---- Extracted material
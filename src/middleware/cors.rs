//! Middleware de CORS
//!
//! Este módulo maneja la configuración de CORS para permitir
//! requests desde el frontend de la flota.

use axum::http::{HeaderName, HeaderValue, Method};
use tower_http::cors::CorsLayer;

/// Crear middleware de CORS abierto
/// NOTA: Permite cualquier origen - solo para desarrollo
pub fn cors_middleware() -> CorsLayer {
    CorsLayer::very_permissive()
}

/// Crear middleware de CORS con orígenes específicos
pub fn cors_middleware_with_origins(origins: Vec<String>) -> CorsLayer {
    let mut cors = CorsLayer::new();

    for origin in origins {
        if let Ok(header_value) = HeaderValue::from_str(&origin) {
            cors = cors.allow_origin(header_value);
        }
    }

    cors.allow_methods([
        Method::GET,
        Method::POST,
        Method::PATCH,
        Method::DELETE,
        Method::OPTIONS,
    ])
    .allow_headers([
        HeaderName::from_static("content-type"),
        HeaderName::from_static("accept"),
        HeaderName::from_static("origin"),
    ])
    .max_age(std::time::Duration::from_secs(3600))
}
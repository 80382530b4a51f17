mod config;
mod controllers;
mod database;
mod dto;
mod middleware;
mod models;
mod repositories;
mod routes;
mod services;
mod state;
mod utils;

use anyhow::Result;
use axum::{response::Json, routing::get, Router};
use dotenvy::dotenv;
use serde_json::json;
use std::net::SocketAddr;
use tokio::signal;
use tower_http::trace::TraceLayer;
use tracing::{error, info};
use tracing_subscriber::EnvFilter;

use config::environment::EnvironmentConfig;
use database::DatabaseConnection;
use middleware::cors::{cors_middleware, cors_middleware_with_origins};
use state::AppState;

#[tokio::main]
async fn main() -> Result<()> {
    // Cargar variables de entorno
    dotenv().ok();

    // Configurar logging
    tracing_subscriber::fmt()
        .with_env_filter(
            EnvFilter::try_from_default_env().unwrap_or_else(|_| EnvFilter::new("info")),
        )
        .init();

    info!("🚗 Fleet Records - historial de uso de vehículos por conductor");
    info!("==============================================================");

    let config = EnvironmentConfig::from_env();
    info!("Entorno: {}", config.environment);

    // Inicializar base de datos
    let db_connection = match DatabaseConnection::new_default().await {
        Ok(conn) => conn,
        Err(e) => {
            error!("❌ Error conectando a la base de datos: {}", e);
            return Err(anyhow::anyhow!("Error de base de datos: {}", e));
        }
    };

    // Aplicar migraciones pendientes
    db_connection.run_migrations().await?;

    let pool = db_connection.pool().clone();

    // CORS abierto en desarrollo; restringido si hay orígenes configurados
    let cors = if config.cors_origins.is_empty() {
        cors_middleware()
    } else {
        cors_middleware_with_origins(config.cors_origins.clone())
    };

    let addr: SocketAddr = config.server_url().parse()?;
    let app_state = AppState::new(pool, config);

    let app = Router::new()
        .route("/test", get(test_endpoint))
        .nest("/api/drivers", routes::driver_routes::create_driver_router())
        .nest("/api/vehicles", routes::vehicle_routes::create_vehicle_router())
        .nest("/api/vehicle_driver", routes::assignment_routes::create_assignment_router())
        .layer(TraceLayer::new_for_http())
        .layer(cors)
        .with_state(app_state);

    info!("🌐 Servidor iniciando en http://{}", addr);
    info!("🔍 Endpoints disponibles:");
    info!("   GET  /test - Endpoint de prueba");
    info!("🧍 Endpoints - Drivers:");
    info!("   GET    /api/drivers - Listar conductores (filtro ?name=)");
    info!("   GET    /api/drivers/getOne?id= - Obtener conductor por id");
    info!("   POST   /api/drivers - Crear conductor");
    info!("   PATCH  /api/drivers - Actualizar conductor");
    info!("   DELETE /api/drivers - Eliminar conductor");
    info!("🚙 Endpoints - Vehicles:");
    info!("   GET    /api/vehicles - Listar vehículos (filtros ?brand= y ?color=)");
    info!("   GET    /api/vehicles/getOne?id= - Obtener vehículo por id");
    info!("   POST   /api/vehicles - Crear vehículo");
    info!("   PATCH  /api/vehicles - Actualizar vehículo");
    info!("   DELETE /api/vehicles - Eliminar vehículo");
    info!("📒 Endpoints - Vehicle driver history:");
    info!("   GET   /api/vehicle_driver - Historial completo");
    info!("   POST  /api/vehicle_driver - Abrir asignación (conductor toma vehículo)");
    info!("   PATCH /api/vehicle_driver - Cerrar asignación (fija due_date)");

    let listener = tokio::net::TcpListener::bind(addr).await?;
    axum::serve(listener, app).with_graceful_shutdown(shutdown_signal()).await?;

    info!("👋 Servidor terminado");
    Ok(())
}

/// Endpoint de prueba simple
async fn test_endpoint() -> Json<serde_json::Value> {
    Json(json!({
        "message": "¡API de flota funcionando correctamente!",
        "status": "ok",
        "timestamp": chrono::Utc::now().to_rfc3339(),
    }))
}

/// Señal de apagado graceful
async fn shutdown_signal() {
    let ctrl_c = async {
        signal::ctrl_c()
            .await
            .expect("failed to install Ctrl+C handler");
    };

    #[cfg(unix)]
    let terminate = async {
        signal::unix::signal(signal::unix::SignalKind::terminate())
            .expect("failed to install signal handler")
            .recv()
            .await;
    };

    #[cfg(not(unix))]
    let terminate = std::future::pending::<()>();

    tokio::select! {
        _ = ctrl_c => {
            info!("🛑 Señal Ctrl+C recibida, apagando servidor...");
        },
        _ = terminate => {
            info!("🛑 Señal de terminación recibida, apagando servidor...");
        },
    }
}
--------
---- Extracted material
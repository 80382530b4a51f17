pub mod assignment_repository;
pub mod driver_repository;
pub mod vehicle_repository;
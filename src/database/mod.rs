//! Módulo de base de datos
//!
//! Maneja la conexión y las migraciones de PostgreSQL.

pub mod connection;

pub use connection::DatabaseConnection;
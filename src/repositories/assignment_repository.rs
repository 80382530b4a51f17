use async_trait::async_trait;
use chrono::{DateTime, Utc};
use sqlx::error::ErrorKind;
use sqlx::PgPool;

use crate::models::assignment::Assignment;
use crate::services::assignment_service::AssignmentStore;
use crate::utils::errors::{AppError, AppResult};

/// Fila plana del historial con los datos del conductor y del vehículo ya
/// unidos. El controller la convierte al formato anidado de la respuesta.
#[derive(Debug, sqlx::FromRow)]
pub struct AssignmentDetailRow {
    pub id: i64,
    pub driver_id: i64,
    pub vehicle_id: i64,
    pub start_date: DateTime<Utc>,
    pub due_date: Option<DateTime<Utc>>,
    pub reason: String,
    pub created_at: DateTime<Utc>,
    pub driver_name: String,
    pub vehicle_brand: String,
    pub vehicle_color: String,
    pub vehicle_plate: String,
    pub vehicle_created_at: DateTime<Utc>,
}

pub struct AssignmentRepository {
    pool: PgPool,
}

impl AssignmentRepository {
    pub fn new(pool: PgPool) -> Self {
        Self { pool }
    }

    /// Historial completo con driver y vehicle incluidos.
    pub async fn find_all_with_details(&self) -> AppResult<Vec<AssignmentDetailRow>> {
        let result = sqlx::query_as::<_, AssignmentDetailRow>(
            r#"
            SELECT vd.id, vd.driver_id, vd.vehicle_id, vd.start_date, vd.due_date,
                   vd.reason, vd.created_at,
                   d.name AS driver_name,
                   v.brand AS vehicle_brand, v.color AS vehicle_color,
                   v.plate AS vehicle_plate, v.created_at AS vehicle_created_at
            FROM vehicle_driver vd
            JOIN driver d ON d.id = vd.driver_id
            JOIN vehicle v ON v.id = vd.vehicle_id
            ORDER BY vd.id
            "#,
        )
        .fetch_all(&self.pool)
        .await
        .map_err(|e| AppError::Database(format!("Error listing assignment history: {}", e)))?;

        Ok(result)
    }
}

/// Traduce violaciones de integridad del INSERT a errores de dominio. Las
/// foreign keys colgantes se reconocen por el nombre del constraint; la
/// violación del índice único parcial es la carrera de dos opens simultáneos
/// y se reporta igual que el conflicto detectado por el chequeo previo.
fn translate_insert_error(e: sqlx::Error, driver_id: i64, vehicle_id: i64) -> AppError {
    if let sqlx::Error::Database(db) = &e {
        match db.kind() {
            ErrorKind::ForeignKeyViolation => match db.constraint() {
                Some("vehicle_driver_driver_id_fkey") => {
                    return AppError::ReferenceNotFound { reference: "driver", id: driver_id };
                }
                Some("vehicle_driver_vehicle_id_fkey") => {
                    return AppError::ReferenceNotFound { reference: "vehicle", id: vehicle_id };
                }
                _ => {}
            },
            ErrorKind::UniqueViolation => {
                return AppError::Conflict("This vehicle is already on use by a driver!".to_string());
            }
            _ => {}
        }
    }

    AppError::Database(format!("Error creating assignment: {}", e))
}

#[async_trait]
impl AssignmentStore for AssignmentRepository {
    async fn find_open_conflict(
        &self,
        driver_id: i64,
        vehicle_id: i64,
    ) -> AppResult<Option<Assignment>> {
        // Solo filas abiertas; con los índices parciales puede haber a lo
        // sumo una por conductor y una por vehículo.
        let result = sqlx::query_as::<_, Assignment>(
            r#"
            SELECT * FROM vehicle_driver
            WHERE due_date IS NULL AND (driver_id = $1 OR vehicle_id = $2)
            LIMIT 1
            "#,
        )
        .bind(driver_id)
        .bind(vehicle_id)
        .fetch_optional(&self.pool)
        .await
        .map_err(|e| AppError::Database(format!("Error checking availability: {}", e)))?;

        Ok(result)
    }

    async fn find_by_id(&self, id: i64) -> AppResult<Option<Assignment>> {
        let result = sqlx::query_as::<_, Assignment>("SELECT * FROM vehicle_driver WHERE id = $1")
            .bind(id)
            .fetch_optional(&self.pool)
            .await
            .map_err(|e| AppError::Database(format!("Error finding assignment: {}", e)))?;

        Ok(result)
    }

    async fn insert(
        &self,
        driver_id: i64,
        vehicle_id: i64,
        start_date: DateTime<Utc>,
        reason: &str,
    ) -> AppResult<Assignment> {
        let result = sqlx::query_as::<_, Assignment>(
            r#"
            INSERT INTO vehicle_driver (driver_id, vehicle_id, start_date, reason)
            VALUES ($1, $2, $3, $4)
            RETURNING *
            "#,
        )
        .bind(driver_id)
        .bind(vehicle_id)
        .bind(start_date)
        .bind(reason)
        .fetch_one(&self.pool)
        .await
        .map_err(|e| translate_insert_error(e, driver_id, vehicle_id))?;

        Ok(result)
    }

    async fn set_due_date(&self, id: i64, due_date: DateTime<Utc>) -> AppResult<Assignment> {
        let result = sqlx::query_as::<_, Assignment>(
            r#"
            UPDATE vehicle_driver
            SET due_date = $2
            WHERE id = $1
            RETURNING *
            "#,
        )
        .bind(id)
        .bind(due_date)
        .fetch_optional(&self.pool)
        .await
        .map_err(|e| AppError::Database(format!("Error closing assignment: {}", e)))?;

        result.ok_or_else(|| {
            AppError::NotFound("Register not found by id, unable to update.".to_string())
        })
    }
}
--------
---- Extracted material
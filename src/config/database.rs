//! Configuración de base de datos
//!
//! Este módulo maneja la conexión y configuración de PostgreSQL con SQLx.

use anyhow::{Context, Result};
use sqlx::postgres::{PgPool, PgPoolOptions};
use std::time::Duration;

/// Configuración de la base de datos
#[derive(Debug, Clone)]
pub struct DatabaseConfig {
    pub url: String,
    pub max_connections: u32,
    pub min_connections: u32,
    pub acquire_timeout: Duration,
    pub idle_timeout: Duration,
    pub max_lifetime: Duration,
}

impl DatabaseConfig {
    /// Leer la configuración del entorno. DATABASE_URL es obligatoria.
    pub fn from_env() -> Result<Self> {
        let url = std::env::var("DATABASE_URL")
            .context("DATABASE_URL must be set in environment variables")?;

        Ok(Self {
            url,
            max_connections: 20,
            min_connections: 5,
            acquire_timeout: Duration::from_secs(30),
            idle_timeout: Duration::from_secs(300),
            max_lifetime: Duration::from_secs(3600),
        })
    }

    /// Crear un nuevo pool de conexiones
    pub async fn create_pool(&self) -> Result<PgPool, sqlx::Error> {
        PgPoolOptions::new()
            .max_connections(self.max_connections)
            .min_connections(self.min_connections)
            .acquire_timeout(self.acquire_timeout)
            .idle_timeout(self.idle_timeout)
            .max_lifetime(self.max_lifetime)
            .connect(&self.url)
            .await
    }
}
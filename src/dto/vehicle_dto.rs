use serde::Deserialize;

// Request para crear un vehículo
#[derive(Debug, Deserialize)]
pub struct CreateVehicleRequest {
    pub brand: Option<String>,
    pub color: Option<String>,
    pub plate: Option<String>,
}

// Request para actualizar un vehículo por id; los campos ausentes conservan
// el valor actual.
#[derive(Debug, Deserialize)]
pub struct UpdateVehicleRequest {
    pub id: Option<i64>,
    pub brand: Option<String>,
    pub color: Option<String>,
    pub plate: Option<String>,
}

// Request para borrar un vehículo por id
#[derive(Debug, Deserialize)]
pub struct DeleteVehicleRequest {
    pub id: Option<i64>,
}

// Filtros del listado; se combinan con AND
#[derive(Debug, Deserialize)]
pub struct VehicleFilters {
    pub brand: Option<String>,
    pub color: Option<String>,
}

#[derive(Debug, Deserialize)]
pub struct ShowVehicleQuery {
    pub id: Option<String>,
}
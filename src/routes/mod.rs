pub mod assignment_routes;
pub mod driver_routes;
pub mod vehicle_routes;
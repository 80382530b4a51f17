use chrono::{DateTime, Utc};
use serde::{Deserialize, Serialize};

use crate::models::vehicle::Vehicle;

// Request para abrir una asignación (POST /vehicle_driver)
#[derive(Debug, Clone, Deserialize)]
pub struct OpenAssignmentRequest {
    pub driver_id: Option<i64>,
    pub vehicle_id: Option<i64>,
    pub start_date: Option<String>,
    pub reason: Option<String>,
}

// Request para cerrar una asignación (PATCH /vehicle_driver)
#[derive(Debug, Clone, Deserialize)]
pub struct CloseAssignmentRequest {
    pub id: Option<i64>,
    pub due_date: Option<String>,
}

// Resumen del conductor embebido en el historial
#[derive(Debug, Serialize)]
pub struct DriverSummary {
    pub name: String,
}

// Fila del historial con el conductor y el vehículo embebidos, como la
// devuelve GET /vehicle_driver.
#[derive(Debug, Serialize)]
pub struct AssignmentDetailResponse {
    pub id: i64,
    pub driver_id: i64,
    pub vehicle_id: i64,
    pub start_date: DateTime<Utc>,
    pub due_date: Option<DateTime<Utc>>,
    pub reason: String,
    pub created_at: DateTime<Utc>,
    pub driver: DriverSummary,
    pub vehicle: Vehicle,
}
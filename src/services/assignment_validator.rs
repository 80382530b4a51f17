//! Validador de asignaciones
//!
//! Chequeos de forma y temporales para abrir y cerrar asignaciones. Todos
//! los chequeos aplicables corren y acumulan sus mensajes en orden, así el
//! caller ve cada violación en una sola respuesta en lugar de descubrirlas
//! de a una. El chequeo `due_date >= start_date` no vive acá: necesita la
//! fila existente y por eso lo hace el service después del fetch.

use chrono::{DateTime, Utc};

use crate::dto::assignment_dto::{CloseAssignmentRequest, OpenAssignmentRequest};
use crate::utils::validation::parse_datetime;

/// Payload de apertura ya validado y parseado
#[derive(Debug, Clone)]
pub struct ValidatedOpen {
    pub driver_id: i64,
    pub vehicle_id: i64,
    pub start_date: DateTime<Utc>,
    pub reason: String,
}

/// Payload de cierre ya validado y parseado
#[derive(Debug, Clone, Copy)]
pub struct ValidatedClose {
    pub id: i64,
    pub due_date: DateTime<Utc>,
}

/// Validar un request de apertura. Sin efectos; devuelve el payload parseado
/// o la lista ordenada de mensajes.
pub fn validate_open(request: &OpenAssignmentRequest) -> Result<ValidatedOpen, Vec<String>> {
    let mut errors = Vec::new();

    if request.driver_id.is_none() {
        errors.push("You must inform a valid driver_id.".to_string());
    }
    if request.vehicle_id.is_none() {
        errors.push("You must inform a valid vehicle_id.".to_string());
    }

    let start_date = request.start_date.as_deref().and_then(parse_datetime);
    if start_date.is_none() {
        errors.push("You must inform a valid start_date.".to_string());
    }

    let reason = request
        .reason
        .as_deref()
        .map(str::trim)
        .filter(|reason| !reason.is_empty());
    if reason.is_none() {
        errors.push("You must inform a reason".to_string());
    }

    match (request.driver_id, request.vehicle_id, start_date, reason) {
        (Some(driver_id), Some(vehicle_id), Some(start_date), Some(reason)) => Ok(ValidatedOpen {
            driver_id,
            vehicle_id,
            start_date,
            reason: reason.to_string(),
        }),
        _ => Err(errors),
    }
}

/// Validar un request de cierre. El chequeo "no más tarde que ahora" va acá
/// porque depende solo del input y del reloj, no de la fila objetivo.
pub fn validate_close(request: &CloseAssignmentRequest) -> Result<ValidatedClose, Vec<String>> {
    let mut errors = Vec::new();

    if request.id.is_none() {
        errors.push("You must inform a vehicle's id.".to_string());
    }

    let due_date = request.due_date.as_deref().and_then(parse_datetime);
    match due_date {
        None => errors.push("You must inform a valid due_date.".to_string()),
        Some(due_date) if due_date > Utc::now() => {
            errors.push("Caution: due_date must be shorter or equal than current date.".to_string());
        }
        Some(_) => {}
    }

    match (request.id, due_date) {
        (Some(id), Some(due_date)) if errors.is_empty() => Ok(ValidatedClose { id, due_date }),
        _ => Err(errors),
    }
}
--------
**Task:**
Please return every line of the records that contains the word "flota".

**Response to this exercise:**
//! requests desde el frontend de la flota.
        "message": "¡API de flota funcionando correctamente!",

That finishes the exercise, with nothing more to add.